» **TASK TO CARRY OUT**: Your answer should be an exact copy of the lines from the start of the entries to the line containing "pub const ADMIN_ROLE: &str", both included.
DATASET EXTRACT below:
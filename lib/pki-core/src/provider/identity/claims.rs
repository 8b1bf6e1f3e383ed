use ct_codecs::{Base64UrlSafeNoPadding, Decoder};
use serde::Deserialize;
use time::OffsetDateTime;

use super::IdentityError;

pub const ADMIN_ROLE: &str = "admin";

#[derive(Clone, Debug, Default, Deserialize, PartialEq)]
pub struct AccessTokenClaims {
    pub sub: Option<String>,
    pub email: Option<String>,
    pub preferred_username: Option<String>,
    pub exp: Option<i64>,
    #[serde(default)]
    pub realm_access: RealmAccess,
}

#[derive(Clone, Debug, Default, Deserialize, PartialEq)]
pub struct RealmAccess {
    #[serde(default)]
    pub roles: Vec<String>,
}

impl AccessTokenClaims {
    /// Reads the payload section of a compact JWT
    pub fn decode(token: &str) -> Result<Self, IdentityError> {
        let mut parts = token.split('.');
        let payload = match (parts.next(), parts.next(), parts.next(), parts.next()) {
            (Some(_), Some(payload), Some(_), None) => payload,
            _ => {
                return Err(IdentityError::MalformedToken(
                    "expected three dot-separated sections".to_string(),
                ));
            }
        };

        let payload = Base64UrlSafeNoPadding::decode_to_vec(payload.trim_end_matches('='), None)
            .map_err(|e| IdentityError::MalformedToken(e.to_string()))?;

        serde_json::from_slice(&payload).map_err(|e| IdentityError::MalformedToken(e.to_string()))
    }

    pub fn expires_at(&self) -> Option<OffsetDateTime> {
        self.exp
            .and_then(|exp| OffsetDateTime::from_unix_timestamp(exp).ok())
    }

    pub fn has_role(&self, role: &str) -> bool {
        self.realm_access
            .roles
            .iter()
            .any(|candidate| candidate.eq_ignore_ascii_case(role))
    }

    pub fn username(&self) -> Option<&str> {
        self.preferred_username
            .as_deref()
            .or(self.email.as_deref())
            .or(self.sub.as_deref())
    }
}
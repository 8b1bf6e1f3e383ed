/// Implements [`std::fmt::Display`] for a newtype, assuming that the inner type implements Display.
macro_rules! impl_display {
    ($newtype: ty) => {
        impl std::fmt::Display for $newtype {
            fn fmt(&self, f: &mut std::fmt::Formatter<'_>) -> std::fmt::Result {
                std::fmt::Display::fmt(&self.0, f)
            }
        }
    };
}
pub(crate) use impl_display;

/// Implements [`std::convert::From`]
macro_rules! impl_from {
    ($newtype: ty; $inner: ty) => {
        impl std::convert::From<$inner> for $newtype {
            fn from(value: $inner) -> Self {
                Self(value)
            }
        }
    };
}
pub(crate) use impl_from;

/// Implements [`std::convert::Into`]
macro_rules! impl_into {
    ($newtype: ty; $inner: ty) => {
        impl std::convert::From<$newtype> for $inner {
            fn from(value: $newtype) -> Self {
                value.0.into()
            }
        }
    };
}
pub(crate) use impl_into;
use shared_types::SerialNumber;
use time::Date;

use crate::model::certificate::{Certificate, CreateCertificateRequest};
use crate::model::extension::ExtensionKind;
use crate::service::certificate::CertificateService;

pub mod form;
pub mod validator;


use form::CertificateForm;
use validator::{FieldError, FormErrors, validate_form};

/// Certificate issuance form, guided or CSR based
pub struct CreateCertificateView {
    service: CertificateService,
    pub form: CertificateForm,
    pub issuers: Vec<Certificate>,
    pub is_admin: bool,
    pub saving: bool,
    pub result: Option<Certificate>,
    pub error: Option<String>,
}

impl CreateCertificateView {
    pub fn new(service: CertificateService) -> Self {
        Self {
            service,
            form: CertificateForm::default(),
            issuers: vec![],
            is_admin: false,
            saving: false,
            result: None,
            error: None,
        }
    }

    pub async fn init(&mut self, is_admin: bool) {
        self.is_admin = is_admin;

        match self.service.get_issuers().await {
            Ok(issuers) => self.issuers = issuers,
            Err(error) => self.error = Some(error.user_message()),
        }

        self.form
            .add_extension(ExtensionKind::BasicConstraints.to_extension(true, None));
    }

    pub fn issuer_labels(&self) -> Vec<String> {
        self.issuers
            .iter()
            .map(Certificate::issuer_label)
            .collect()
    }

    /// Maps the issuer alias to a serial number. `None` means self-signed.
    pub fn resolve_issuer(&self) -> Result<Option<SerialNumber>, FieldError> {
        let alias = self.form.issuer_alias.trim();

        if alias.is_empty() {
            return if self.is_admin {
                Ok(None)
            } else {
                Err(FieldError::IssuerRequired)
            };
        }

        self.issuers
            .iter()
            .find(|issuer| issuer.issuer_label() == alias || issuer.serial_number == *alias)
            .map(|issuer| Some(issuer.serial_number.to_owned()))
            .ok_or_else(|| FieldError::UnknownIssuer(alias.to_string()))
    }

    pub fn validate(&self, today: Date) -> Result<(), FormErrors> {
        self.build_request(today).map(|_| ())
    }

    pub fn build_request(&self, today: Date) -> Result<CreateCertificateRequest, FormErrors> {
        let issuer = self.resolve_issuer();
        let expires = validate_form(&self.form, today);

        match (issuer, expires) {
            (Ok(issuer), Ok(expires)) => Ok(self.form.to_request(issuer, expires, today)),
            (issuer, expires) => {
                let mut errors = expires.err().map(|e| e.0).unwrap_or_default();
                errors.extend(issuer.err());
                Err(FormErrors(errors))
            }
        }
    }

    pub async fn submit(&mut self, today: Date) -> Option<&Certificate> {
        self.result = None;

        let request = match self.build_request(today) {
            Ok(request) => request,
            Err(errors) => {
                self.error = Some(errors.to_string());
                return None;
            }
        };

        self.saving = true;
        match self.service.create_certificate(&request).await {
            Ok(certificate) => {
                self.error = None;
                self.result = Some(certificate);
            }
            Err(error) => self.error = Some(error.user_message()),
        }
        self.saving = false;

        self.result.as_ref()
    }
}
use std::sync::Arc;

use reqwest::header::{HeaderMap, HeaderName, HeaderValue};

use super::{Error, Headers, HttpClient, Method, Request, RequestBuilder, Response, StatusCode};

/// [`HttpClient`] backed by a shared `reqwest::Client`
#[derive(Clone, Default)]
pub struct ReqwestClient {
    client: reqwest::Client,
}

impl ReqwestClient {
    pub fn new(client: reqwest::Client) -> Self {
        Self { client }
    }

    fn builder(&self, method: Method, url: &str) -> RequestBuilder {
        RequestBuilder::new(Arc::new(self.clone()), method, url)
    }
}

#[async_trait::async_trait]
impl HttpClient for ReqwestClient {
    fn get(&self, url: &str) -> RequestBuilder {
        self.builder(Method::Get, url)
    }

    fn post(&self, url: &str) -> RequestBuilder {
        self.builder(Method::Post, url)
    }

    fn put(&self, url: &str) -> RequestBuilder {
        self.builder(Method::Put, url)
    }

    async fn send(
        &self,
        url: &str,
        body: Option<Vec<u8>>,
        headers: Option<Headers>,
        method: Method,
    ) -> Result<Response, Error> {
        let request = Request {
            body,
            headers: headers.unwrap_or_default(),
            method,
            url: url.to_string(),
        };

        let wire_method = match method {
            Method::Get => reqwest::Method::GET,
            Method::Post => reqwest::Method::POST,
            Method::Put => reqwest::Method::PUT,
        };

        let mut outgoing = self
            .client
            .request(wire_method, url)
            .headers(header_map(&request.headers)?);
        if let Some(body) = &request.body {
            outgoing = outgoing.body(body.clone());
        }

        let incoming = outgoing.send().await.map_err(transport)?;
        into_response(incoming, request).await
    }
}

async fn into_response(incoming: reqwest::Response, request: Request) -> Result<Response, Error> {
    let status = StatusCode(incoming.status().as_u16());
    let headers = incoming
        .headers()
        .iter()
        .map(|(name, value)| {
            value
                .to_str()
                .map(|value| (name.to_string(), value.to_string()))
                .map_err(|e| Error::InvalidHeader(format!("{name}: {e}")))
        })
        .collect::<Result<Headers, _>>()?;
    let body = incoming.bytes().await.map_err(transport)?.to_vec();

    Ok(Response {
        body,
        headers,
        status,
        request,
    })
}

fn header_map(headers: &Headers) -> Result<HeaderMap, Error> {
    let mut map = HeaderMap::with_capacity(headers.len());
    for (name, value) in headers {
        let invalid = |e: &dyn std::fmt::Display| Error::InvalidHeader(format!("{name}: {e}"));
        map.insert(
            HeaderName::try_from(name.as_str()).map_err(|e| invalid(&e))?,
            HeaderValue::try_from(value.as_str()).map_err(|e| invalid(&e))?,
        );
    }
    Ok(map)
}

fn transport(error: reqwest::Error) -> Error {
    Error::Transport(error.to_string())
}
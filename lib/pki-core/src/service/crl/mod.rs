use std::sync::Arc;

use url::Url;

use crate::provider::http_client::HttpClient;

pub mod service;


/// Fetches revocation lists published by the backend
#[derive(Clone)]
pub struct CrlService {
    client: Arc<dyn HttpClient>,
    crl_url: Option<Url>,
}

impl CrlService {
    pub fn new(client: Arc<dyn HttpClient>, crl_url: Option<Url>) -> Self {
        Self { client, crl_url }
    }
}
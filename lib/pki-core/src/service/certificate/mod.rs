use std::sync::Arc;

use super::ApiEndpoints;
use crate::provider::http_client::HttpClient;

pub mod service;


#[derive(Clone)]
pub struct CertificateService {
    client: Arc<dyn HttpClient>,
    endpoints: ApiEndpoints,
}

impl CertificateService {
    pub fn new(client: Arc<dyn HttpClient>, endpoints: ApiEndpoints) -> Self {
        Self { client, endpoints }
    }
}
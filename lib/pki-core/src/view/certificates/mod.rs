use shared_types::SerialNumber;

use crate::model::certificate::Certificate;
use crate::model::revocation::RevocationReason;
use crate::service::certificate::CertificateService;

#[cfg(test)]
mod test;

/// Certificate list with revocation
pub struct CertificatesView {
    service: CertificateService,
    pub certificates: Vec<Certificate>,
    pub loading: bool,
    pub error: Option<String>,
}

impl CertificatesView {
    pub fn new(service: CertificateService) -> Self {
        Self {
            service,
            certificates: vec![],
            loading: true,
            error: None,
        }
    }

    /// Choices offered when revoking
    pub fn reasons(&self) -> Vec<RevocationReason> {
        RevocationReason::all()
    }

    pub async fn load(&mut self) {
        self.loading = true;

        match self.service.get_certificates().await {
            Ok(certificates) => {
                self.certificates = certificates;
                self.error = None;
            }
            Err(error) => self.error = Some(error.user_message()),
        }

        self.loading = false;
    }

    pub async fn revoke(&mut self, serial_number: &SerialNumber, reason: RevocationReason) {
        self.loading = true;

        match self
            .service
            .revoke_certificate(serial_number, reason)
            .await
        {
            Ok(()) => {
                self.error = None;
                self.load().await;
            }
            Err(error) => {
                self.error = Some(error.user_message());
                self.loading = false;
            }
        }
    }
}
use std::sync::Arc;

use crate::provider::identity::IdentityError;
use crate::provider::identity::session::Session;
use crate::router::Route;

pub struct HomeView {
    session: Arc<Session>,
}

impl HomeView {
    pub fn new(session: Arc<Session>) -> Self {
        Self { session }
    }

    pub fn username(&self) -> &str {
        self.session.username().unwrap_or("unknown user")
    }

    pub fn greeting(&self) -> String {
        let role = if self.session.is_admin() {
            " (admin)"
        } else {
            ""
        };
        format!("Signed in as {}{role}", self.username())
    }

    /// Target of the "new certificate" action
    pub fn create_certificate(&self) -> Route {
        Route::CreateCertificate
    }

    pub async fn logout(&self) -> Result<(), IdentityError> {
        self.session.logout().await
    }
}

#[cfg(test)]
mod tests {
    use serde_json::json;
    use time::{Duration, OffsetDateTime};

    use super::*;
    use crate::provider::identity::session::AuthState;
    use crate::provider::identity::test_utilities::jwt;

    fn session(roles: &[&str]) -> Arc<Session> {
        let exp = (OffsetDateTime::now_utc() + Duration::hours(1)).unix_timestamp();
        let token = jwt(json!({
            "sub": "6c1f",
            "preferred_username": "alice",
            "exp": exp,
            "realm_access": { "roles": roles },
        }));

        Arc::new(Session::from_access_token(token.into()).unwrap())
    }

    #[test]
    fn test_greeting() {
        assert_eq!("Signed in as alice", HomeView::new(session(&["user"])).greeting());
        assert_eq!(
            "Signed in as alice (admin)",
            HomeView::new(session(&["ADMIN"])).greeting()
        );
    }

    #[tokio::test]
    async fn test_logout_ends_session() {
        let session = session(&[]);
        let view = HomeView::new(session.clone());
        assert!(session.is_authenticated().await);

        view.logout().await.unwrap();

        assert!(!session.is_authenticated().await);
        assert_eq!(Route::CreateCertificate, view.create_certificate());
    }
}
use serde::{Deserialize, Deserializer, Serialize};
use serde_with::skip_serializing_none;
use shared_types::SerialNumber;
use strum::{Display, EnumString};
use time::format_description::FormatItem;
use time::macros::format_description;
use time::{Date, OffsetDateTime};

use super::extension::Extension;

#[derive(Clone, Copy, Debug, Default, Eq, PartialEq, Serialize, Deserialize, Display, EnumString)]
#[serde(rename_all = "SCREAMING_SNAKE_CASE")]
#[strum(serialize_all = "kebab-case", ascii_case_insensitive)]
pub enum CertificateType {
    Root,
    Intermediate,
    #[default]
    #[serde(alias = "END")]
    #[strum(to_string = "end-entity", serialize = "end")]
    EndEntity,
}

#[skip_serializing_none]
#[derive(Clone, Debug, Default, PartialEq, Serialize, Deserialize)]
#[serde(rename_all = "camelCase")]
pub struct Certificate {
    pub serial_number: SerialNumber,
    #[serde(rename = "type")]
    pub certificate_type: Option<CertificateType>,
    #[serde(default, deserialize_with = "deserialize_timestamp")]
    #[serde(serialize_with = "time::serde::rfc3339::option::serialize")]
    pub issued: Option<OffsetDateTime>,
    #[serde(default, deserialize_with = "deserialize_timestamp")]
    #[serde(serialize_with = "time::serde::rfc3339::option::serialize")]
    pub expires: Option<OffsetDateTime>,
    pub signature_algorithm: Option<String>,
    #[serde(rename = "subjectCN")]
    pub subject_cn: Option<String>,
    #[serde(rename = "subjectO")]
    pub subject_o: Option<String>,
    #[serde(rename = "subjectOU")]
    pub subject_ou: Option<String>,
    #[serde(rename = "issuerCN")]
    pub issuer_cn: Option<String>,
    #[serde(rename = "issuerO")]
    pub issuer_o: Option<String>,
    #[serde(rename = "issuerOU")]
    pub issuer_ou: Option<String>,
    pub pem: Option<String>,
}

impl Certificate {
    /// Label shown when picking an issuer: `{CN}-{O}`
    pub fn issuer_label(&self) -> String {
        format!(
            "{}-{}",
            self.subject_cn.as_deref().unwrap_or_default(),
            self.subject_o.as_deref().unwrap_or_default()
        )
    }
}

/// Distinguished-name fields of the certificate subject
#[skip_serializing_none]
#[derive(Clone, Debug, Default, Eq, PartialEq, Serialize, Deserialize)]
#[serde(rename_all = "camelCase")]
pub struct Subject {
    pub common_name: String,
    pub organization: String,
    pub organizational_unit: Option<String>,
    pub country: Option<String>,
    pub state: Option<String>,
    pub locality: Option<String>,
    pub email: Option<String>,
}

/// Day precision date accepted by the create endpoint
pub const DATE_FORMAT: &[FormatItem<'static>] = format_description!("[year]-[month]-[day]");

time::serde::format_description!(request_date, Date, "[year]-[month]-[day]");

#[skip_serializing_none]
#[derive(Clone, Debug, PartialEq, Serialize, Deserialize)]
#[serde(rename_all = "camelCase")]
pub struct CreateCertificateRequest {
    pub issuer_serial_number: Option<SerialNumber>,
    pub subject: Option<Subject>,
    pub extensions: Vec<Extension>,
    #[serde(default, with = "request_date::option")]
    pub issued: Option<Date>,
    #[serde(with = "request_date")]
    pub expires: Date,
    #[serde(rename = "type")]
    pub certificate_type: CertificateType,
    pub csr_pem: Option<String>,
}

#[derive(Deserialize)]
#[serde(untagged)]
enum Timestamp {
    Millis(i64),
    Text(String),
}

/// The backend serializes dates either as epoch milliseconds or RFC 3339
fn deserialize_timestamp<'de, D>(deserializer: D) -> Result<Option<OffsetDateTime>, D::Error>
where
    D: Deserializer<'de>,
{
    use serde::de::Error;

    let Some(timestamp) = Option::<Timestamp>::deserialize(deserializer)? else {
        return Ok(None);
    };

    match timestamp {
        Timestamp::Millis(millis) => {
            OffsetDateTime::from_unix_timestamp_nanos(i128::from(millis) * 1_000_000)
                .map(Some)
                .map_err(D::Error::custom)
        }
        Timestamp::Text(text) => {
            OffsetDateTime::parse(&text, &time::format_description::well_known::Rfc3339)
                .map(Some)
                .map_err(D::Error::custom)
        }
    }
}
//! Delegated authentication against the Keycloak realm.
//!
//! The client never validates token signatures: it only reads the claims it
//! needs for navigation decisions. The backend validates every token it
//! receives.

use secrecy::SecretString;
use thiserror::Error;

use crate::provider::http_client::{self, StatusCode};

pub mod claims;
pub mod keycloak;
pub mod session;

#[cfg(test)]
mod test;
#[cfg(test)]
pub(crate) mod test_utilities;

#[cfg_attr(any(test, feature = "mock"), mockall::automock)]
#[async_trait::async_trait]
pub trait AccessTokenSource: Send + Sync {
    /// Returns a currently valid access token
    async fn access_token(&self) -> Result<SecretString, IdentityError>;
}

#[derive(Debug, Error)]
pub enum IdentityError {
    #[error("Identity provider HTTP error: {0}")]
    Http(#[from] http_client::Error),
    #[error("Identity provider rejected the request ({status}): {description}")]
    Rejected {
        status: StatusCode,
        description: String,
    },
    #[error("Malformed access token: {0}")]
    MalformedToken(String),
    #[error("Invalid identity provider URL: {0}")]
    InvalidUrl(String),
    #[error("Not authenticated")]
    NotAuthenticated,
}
End of DATASET EXTRACT.
» **WRITTEN ANSWER**:
filename lib/pki-core/src/provider/identity/claims.rs
repository 8b1bf6e1f3e383ed
use ct_codecs::{Base64UrlSafeNoPadding, Decoder};
use serde::Deserialize;
use time::OffsetDateTime;

use super::IdentityError;

pub const ADMIN_ROLE: &str = "admin";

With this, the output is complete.